In the interview, the singer described how he reconciles his family life and artistic career, due to the support of his wife.
“Léa gives me an invisible force. No need to talk to each other. She’s here, and it makes me want to go! She’s not here, and I want to let it all go”.
Improving chances for premature babies
Babies are continuing to be born before or shortly after the abortion limit of 24 weeks gestation in Great Britain and going on to survive and thrive at greater rates than before.
Studies suggest that the majority of premature babies grow up to be healthy adults without any major health problems.
A study, published in the Journal of the American Medical Association in October 2019, followed 2.56 million babies born in Sweden between 1973 and 1997, around six percent of whom were born prematurely.

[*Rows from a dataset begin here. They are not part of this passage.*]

//! Membership documents: joining or leaving the web of trust.

use std::fmt;
use std::str::FromStr;

use serde::{Deserialize, Serialize};

use crate::error::{Error, GrammarError, InvariantViolation};
use crate::grammar::validate_uid;
use crate::model::document::{check_single_signature, Document, Envelope};
use crate::model::{BlockId, Currency, PublicKey, Signature};
use crate::signer::{sign_raw, Signer};

/// Direction of a membership request.
#[derive(Debug, Clone, Copy, PartialEq, Eq, Hash, Serialize, Deserialize)]
pub enum MembershipType {
    #[serde(rename = "IN")]
    In,
    #[serde(rename = "OUT")]
    Out,
}

impl MembershipType {
    pub fn as_str(&self) -> &'static str {
        match self {
            MembershipType::In => "IN",
            MembershipType::Out => "OUT",
        }
    }
}

impl fmt::Display for MembershipType {
    fn fmt(&self, f: &mut fmt::Formatter<'_>) -> fmt::Result {
        f.write_str(self.as_str())
    }
}

impl FromStr for MembershipType {
    type Err = GrammarError;

    fn from_str(s: &str) -> Result<Self, Self::Err> {
        match s {
            "IN" => Ok(MembershipType::In),
            "OUT" => Ok(MembershipType::Out),
            _ => Err(GrammarError::MembershipType {
                token: s.to_string(),
            }),
        }
    }
}

/// A request by `issuer` to enter or leave the community.
#[derive(Debug, Clone, PartialEq, Eq, Serialize)]
pub struct Membership {
    #[serde(flatten)]
    envelope: Envelope,
    issuer: PublicKey,
    block: BlockId,
    membership_type: MembershipType,
    uid: String,
    cert_ts: u64,
}

impl Membership {
    /// Creates an unsigned membership.
    pub fn new(
        version: u32,
        currency: Currency,
        issuer: PublicKey,
        block: BlockId,
        membership_type: MembershipType,
        uid: impl Into<String>,
        cert_ts: u64,
    ) -> Result<Self, InvariantViolation> {
        let uid = uid.into();
        validate_uid(&uid)?;
        Ok(Self {
            envelope: Envelope::new(version, currency),
            issuer,
            block,
            membership_type,
            uid,
            cert_ts,
        })
    }

    pub fn issuer(&self) -> &PublicKey {
        &self.issuer
    }

    /// The reference block.
    pub fn block(&self) -> &BlockId {
        &self.block
    }

    pub fn membership_type(&self) -> MembershipType {
        self.membership_type
    }

    pub fn uid(&self) -> &str {
        &self.uid
    }

    /// Timestamp of the identity's self-certification.
    pub fn cert_ts(&self) -> u64 {
        self.cert_ts
    }

    pub fn signature(&self) -> Option<&Signature> {
        self.envelope.signatures.first()
    }

    /// Returns a copy carrying the given signatures (at most one).
    pub fn with_signatures(mut self, signatures: Vec<Signature>) -> Result<Self, InvariantViolation> {
        check_single_signature(Self::DOC_TYPE, &signatures)?;
        self.envelope.signatures = signatures;
        Ok(self)
    }

    /// Signs the raw form, replacing any existing signature.
    pub fn sign(&mut self, keys: &[&dyn Signer]) -> Result<(), Error> {
        let signatures = sign_raw(&self.raw(), keys)?;
        check_single_signature(Self::DOC_TYPE, &signatures)?;
        self.envelope.signatures = signatures;
        Ok(())
    }

    /// Consumes the document and returns it signed.
    pub fn signed(mut self, keys: &[&dyn Signer]) -> Result<Self, Error> {
        self.sign(keys)?;
        Ok(self)
    }
}

impl Document for Membership {
    const DOC_TYPE: &'static str = "Membership";

    fn envelope(&self) -> &Envelope {
        &self.envelope
    }

    fn raw(&self) -> String {
        crate::codec::membership::membership_raw(self)
    }
}
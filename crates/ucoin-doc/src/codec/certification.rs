//! Identity document formats.
//!
//! ```text
//! SelfCertification raw:     UID:<uid>
//!                            META:TS:<timestamp>
//! Certification raw:         <selfcert signed-raw>META:TS:<number>-<hash>
//! Revocation raw:            <selfcert signed-raw>META:REVOKE
//!
//! SelfCertification inline:  pubkey:signature:timestamp:uid
//! Certification inline:      pubkey_from:pubkey_to:blocknumber:signature
//! ```

use crate::codec::primitives::{inline_token, split_inline};
use crate::codec::{LineReader, ParseOptions};
use crate::error::{InvariantViolation, ParseError};
use crate::grammar::parse_uint;
use crate::model::document::{require_signature, DependentDocument, Document};
use crate::model::{
    BlockId, Certification, Currency, HexHash, PublicKey, Revocation, SelfCertification,
    Signature,
};

const SELFCERT_INLINE: &str = "self-certification inline";
const CERT_INLINE: &str = "certification inline";

pub(crate) fn selfcert_raw(cert: &SelfCertification) -> String {
    format!("UID:{}\nMETA:TS:{}\n", cert.uid(), cert.timestamp())
}

pub(crate) fn certification_raw(cert: &Certification, selfcert: &SelfCertification) -> String {
    let mut raw = selfcert.signed_raw();
    raw.push_str(&format!("META:TS:{}\n", cert.block()));
    raw
}

pub(crate) fn revocation_raw(selfcert: &SelfCertification) -> String {
    let mut raw = selfcert.signed_raw();
    raw.push_str("META:REVOKE\n");
    raw
}

/// Consumes the lines of `selfcert`'s signed-raw form.
fn expect_selfcert(reader: &mut LineReader<'_>, selfcert: &SelfCertification) -> Result<(), ParseError> {
    let signed = selfcert.signed_raw();
    for line in signed.lines() {
        reader.expect_line(line, "self-certification")?;
    }
    Ok(())
}

impl SelfCertification {
    /// Parses the signed-raw form. The public key is not part of the text and
    /// must be supplied by the caller.
    pub fn from_signed_raw(
        version: u32,
        currency: Currency,
        pubkey: PublicKey,
        text: &str,
    ) -> Result<Self, ParseError> {
        Self::from_signed_raw_with_options(version, currency, pubkey, text, &ParseOptions::default())
    }

    /// Parses the signed-raw form with the given options.
    pub fn from_signed_raw_with_options(
        version: u32,
        currency: Currency,
        pubkey: PublicKey,
        text: &str,
        options: &ParseOptions,
    ) -> Result<Self, ParseError> {
        let mut reader = LineReader::new(text, options)?;
        let uid = reader.prefixed("UID:")?;
        let timestamp = reader.prefixed("META:TS:")?;
        let timestamp = reader.token(parse_uint(timestamp, "timestamp"))?;
        let signature = reader.single_signature()?;

        SelfCertification::new(version, currency, pubkey, timestamp, uid)
            .and_then(|cert| cert.with_signatures(vec![signature]))
            .map_err(|e| ParseError::new(e, 1))
    }

    /// Parses `pubkey:signature:timestamp:uid`. The uid may contain `:`.
    pub fn from_inline(version: u32, currency: Currency, inline: &str) -> Result<Self, ParseError> {
        let fields = split_inline(inline, 4, SELFCERT_INLINE)?;
        let pubkey = inline_token(SELFCERT_INLINE, PublicKey::new(fields[0]))?;
        let signature = inline_token(SELFCERT_INLINE, Signature::new(fields[1]))?;
        let timestamp = inline_token(SELFCERT_INLINE, parse_uint(fields[2], "timestamp"))?;

        SelfCertification::new(version, currency, pubkey, timestamp, fields[3])
            .and_then(|cert| cert.with_signatures(vec![signature]))
            .map_err(|e| ParseError::new(e, 1))
    }

    /// Returns `pubkey:signature:timestamp:uid`.
    pub fn inline(&self) -> Result<String, InvariantViolation> {
        let signature = require_signature(Self::DOC_TYPE, self.signatures())?;
        Ok(format!(
            "{}:{}:{}:{}",
            self.pubkey(),
            signature,
            self.timestamp(),
            self.uid()
        ))
    }
}

impl Certification {
    /// Parses the signed-raw form of a certification of `selfcert` issued by
    /// `pubkey_from`. The text must start with `selfcert`'s signed-raw form.
    pub fn from_signed_raw(
        version: u32,
        currency: Currency,
        pubkey_from: PublicKey,
        selfcert: &SelfCertification,
        text: &str,
    ) -> Result<Self, ParseError> {
        Self::from_signed_raw_with_options(
            version,
            currency,
            pubkey_from,
            selfcert,
            text,
            &ParseOptions::default(),
        )
    }

    /// Parses the signed-raw form with the given options.
    pub fn from_signed_raw_with_options(
        version: u32,
        currency: Currency,
        pubkey_from: PublicKey,
        selfcert: &SelfCertification,
        text: &str,
        options: &ParseOptions,
    ) -> Result<Self, ParseError> {
        let mut reader = LineReader::new(text, options)?;
        expect_selfcert(&mut reader, selfcert)?;
        let block = reader.prefixed("META:TS:")?;
        let block: BlockId = reader.token(block.parse())?;
        let signature = reader.single_signature()?;

        Certification::new(
            version,
            currency,
            pubkey_from,
            selfcert.pubkey().clone(),
            block.number,
            block.hash,
        )
        .with_signatures(vec![signature])
        .map_err(|e| ParseError::new(e, 1))
    }

    /// Parses `pubkey_from:pubkey_to:blocknumber:signature`.
    ///
    /// The inline form carries no block hash: `blockhash` supplies it, and is
    /// replaced by the empty hash when the block number is 0.
    pub fn from_inline(
        version: u32,
        currency: Currency,
        blockhash: HexHash,
        inline: &str,
    ) -> Result<Self, ParseError> {
        let fields = split_inline(inline, 4, CERT_INLINE)?;
        let pubkey_from = inline_token(CERT_INLINE, PublicKey::new(fields[0]))?;
        let pubkey_to = inline_token(CERT_INLINE, PublicKey::new(fields[1]))?;
        let blocknumber = inline_token(CERT_INLINE, parse_uint(fields[2], "block number"))?;
        let signature = inline_token(CERT_INLINE, Signature::new(fields[3]))?;

        Certification::new(version, currency, pubkey_from, pubkey_to, blocknumber, blockhash)
            .with_signatures(vec![signature])
            .map_err(|e| ParseError::new(e, 1))
    }

    /// Returns `pubkey_from:pubkey_to:blocknumber:signature`.
    pub fn inline(&self) -> Result<String, InvariantViolation> {
        let signature = require_signature(Self::DOC_TYPE, self.envelope().signatures())?;
        Ok(format!(
            "{}:{}:{}:{}",
            self.pubkey_from(),
            self.pubkey_to(),
            self.blocknumber(),
            signature
        ))
    }
}

impl Revocation {
    /// Parses the signed-raw form of a revocation of `selfcert`.
    pub fn from_signed_raw(
        version: u32,
        currency: Currency,
        selfcert: &SelfCertification,
        text: &str,
    ) -> Result<Self, ParseError> {
        Self::from_signed_raw_with_options(version, currency, selfcert, text, &ParseOptions::default())
    }

    /// Parses the signed-raw form with the given options.
    pub fn from_signed_raw_with_options(
        version: u32,
        currency: Currency,
        selfcert: &SelfCertification,
        text: &str,
        options: &ParseOptions,
    ) -> Result<Self, ParseError> {
        let mut reader = LineReader::new(text, options)?;
        expect_selfcert(&mut reader, selfcert)?;
        reader.expect_line("META:REVOKE", "META:REVOKE")?;
        let signature = reader.single_signature()?;

        Revocation::new(version, currency)
            .with_signatures(vec![signature])
            .map_err(|e| ParseError::new(e, 1))
    }
}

Researchers compared the health data of the premature babies to those that had been born at full term. They found that 55% of premature babies had no serious chronic, physical, or mental health issues by early adulthood. This is compared to 63% for babies born at full term.
Additionally, with each passing decade, the odds of survival for a premature baby to adulthood have improved from about 91% of babies born in the 1970s to about 96% of those born in the 1990s.
A spokesperson for Right To Life UK, Catherine Robinson, said: “It is so wonderful to see public figures such as Mr Diallo speak out about experiencing the premature birth of a child. It is fabulous news that Diallo and his wife Léa were able to support each other and their family through such a difficult time, and that their son Isaac is now a happy and healthy nine year old”.